■ TASK DETAILS
Write the entries out exactly, with the final line being the one containing "pub const IP_SET_BASE: usize = 0x20;".

(Saved entries)
//! Persistent store layout
//!
//! The byte layout of the configuration EEPROM is described once here and
//! used by both the read and write paths. Offsets are a fixed contract with
//! devices already in the field:
//!
//! | region      | offset | length            |
//! |-------------|--------|-------------------|
//! | MAC         | 0x00   | 6                 |
//! | invert mask | 0x10   | 1                 |
//! | IP set 0..3 | 0x20 + 0x20 * n | 18 (HTTP GET) / 20 (OSC) |

use crate::{BoardError, Variant, config};

pub const MAC_ADDRESS_START: usize = 0x00;
pub const MAC_ADDRESS_LENGTH: usize = 6;

pub const OUTPUT_INVERT_START: usize = 0x10;
pub const OUTPUT_INVERT_LENGTH: usize = 1;

pub const IP_SET_BASE: usize = 0x20;
pub const IP_SET_STRIDE: usize = 0x20;

/// Largest profile block of any variant
pub const IP_SET_MAX_LENGTH: usize = 20;

/// How a field's bytes are interpreted
#[derive(Debug, Clone, Copy, PartialEq, Eq)]
pub enum Codec {
    /// Raw bytes, copied as-is
    Bytes,
    /// IPv4 address in network order
    Ipv4,
    /// 16-bit unsigned integer, little-endian (AVR byte order)
    U16Le,
    /// One flag bit per logical output
    Bitmask,
}

/// Names of the fields inside one IP profile block
#[derive(Debug, Clone, Copy, PartialEq, Eq)]
pub enum ProfileField {
    Ip,
    SubnetMask,
    Gateway,
    /// DNS server in the HTTP GET variant, status report target in OSC
    Secondary,
    ListenPort,
    StatusPort,
}

/// One entry of the layout schema
#[derive(Debug, Clone, Copy, PartialEq, Eq)]
pub struct FieldSpec<F> {
    pub field: F,
    pub name: &'static str,
    pub offset: usize,
    pub length: usize,
    pub codec: Codec,
}

/// Top level regions of the store
pub const MAC_FIELD: FieldSpec<()> = FieldSpec {
    field: (),
    name: "mac",
    offset: MAC_ADDRESS_START,
    length: MAC_ADDRESS_LENGTH,
    codec: Codec::Bytes,
};

pub const INVERT_FIELD: FieldSpec<()> = FieldSpec {
    field: (),
    name: "invert",
    offset: OUTPUT_INVERT_START,
    length: OUTPUT_INVERT_LENGTH,
    codec: Codec::Bitmask,
};

/// Field layout inside an IP profile block; offsets are relative to the block
pub const PROFILE_FIELDS: [FieldSpec<ProfileField>; 6] = [
    FieldSpec { field: ProfileField::Ip, name: "ip", offset: 0, length: 4, codec: Codec::Ipv4 },
    FieldSpec { field: ProfileField::SubnetMask, name: "mask", offset: 4, length: 4, codec: Codec::Ipv4 },
    FieldSpec { field: ProfileField::Gateway, name: "gw", offset: 8, length: 4, codec: Codec::Ipv4 },
    FieldSpec { field: ProfileField::Secondary, name: "secondary", offset: 12, length: 4, codec: Codec::Ipv4 },
    FieldSpec { field: ProfileField::ListenPort, name: "port", offset: 16, length: 2, codec: Codec::U16Le },
    FieldSpec { field: ProfileField::StatusPort, name: "statport", offset: 18, length: 2, codec: Codec::U16Le },
];

impl ProfileField {
    /// Whether this field is stored for the given variant
    pub fn present_in(self, variant: Variant) -> bool {
        !(self == ProfileField::StatusPort && variant == Variant::HttpGet)
    }

    /// Layout entry for this field
    pub fn spec(self) -> &'static FieldSpec<ProfileField> {
        // PROFILE_FIELDS is indexed in declaration order
        &PROFILE_FIELDS[self as usize]
    }

    /// Console name of the secondary address for the variant
    pub fn display_name(self, variant: Variant) -> &'static str {
        match (self, variant) {
            (ProfileField::Secondary, Variant::HttpGet) => "dns",
            (ProfileField::Secondary, Variant::Osc) => "target",
            _ => self.spec().name,
        }
    }

    /// Parse a console field name
    pub fn from_name(name: &str, variant: Variant) -> Result<Self, BoardError> {
        let field = if name.eq_ignore_ascii_case("ip") || name.eq_ignore_ascii_case("addr") {
            ProfileField::Ip
        } else if name.eq_ignore_ascii_case("mask") || name.eq_ignore_ascii_case("subnet") {
            ProfileField::SubnetMask
        } else if name.eq_ignore_ascii_case("gw")
            || name.eq_ignore_ascii_case("gateway")
            || name.eq_ignore_ascii_case("router")
        {
            ProfileField::Gateway
        } else if name.eq_ignore_ascii_case("dns")
            || name.eq_ignore_ascii_case("target")
            || name.eq_ignore_ascii_case("secondary")
        {
            ProfileField::Secondary
        } else if name.eq_ignore_ascii_case("port") || name.eq_ignore_ascii_case("listen") {
            ProfileField::ListenPort
        } else if name.eq_ignore_ascii_case("statport") || name.eq_ignore_ascii_case("status") {
            ProfileField::StatusPort
        } else {
            return Err(BoardError::UnknownField);
        };

        if field.present_in(variant) {
            Ok(field)
        } else {
            Err(BoardError::UnknownField)
        }
    }
}

/// Length in bytes of one profile block for the variant
pub const fn profile_block_length(variant: Variant) -> usize {
    match variant {
        Variant::HttpGet => 18,
        Variant::Osc => 20,
    }
}

/// Addressable regions of the store
#[derive(Debug, Clone, Copy, PartialEq, Eq)]
pub enum Region {
    Mac,
    Invert,
    Profile(u8),
}

impl Region {
    /// Absolute start offset of the region.
    ///
    /// Fails with `BadProfileIndex` for profiles outside 0..3.
    pub fn base(self) -> Result<usize, BoardError> {
        match self {
            Region::Mac => Ok(MAC_FIELD.offset),
            Region::Invert => Ok(INVERT_FIELD.offset),
            Region::Profile(index) if usize::from(index) < config::IP_SETS => {
                Ok(IP_SET_BASE + usize::from(index) * IP_SET_STRIDE)
            }
            Region::Profile(_) => Err(BoardError::BadProfileIndex),
        }
    }

    /// Length of the region in bytes
    pub fn length(self, variant: Variant) -> usize {
        match self {
            Region::Mac => MAC_FIELD.length,
            Region::Invert => INVERT_FIELD.length,
            Region::Profile(_) => profile_block_length(variant),
        }
    }

    /// Resolve `offset..offset + len` inside the region into an absolute range
    pub fn span(self, variant: Variant, offset: usize, len: usize) -> Result<(usize, usize), BoardError> {
        let base = self.base()?;
        let end = offset.checked_add(len).ok_or(BoardError::StoreBounds)?;
        if end > self.length(variant) {
            return Err(BoardError::StoreBounds);
        }
        Ok((base + offset, base + end))
    }
}

/// Smallest backing store able to hold every region
pub const fn required_capacity(variant: Variant) -> usize {
    IP_SET_BASE + (config::IP_SETS - 1) * IP_SET_STRIDE + profile_block_length(variant)
}

#[cfg(test)]
mod tests {
    use super::*;

    #[test]
    fn profile_bases_match_fixed_offsets() {
        let bases: [usize; 4] = core::array::from_fn(|i| Region::Profile(i as u8).base().unwrap());
        assert_eq!(bases, [0x20, 0x40, 0x60, 0x80]);
        assert_eq!(Region::Mac.base(), Ok(0x00));
        assert_eq!(Region::Invert.base(), Ok(0x10));
        assert_eq!(Region::Profile(4).base(), Err(BoardError::BadProfileIndex));
    }

    #[test]
    fn fields_fit_inside_their_block() {
        for spec in PROFILE_FIELDS {
            if spec.field.present_in(Variant::HttpGet) {
                assert!(spec.offset + spec.length <= profile_block_length(Variant::HttpGet));
            }
            assert!(spec.offset + spec.length <= profile_block_length(Variant::Osc));
            assert_eq!(spec.field.spec().name, spec.name);
        }
        assert!(profile_block_length(Variant::Osc) <= IP_SET_STRIDE);
        assert!(IP_SET_MAX_LENGTH >= profile_block_length(Variant::Osc));
    }

    #[test]
    fn spans_are_bounds_checked() {
        assert_eq!(Region::Mac.span(Variant::Osc, 0, 6), Ok((0, 6)));
        assert_eq!(Region::Mac.span(Variant::Osc, 1, 6), Err(BoardError::StoreBounds));
        assert_eq!(Region::Profile(3).span(Variant::Osc, 18, 2), Ok((0x92, 0x94)));
        assert_eq!(
            Region::Profile(3).span(Variant::HttpGet, 18, 2),
            Err(BoardError::StoreBounds)
        );
        assert_eq!(Region::Invert.span(Variant::Osc, usize::MAX, 2), Err(BoardError::StoreBounds));
    }

    #[test]
    fn status_port_is_osc_only() {
        assert_eq!(
            ProfileField::from_name("STATPORT", Variant::HttpGet),
            Err(BoardError::UnknownField)
        );
        assert_eq!(
            ProfileField::from_name("statport", Variant::Osc),
            Ok(ProfileField::StatusPort)
        );
        assert_eq!(ProfileField::from_name("Router", Variant::Osc), Ok(ProfileField::Gateway));
        assert_eq!(ProfileField::from_name("dhcp", Variant::Osc), Err(BoardError::UnknownField));
        assert_eq!(required_capacity(Variant::Osc), 0x94);
    }
}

■ RESPONSE FOR THIS EXERCISE
//! Persistent store layout
//!
//! The byte layout of the configuration EEPROM is described once here and
//! used by both the read and write paths. Offsets are a fixed contract with
//! devices already in the field:
//!
//! | region      | offset | length            |
//! |-------------|--------|-------------------|
//! | MAC         | 0x00   | 6                 |
//! | invert mask | 0x10   | 1                 |
//! | IP set 0..3 | 0x20 + 0x20 * n | 18 (HTTP GET) / 20 (OSC) |

use crate::{BoardError, Variant, config};

pub const MAC_ADDRESS_START: usize = 0x00;
pub const MAC_ADDRESS_LENGTH: usize = 6;

pub const OUTPUT_INVERT_START: usize = 0x10;
pub const OUTPUT_INVERT_LENGTH: usize = 1;

pub const IP_SET_BASE: usize = 0x20;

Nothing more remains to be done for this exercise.